----- Input records -----

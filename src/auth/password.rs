use crate::error::AppError;

/// One-way digest contract for credential storage.
///
/// `verify(hash(x), x)` must hold for all `x`. The concrete algorithm stays
/// behind this trait so it can be swapped without touching the services.
pub trait PasswordHasher: Send + Sync {
    fn hash(&self, plaintext: &str) -> Result<String, AppError>;
    fn verify(&self, digest: &str, plaintext: &str) -> Result<bool, AppError>;
}

/// Production hasher backed by bcrypt.
pub struct BcryptHasher;

impl PasswordHasher for BcryptHasher {
    fn hash(&self, plaintext: &str) -> Result<String, AppError> {
        bcrypt::hash(plaintext, 12) // bcrypt default cost is 12
            .map_err(|e| AppError::InternalServerError(format!("Failed to hash password: {}", e)))
    }

    fn verify(&self, digest: &str, plaintext: &str) -> Result<bool, AppError> {
        bcrypt::verify(plaintext, digest)
            .map_err(|e| AppError::InternalServerError(format!("Failed to verify password: {}", e)))
    }
}
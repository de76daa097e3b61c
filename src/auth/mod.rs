pub mod extractors;
pub mod middleware;
pub mod password;
pub mod token;

use serde::{Deserialize, Serialize};
use validator::Validate;

use crate::models::Role;

// Re-export necessary items
pub use extractors::AuthenticatedPrincipal;
pub use middleware::AuthMiddleware;
pub use password::{BcryptHasher, PasswordHasher};
pub use token::{generate_token, verify_token, Claims};

/// Represents the payload for a user login request.
///
/// Failures never say which half was wrong; the response is the same for an
/// unknown username and a wrong password.
#[derive(Debug, Deserialize, Validate)]
pub struct LoginRequest {
    #[validate(length(min = 1))]
    pub username: String,
    #[validate(length(min = 1))]
    pub password: String,
}

/// Response structure after successful authentication.
#[derive(Debug, Serialize, Deserialize)]
pub struct LoginResponse {
    /// The JWT (JSON Web Token) for session authentication.
    pub token: String,
    pub user_id: i32,
    pub username: String,
    pub role: Role,
}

-----

=== Task goal ===
Return exactly the line that contains "pub struct BcryptHasher;" and every line after it, through the last line of the records.

=== Result ===
pub struct BcryptHasher;

impl PasswordHasher for BcryptHasher {
    fn hash(&self, plaintext: &str) -> Result<String, AppError> {
        bcrypt::hash(plaintext, 12) // bcrypt default cost is 12
            .map_err(|e| AppError::InternalServerError(format!("Failed to hash password: {}", e)))
    }

    fn verify(&self, digest: &str, plaintext: &str) -> Result<bool, AppError> {
        bcrypt::verify(plaintext, digest)
            .map_err(|e| AppError::InternalServerError(format!("Failed to verify password: {}", e)))
    }
}
repository de76daa097e3b61c
filename src/auth/mod.rs
pub mod extractors;
pub mod middleware;
pub mod password;
pub mod token;

use serde::{Deserialize, Serialize};
use validator::Validate;

use crate::models::Role;

// Re-export necessary items
pub use extractors::AuthenticatedPrincipal;
pub use middleware::AuthMiddleware;
pub use password::{BcryptHasher, PasswordHasher};
pub use token::{generate_token, verify_token, Claims};

/// Represents the payload for a user login request.
///
/// Failures never say which half was wrong; the response is the same for an
/// unknown username and a wrong password.
#[derive(Debug, Deserialize, Validate)]
pub struct LoginRequest {
    #[validate(length(min = 1))]
    pub username: String,
    #[validate(length(min = 1))]
    pub password: String,
}

/// Response structure after successful authentication.
#[derive(Debug, Serialize, Deserialize)]
pub struct LoginResponse {
    /// The JWT (JSON Web Token) for session authentication.
    pub token: String,
    pub user_id: i32,
    pub username: String,
    pub role: Role,
}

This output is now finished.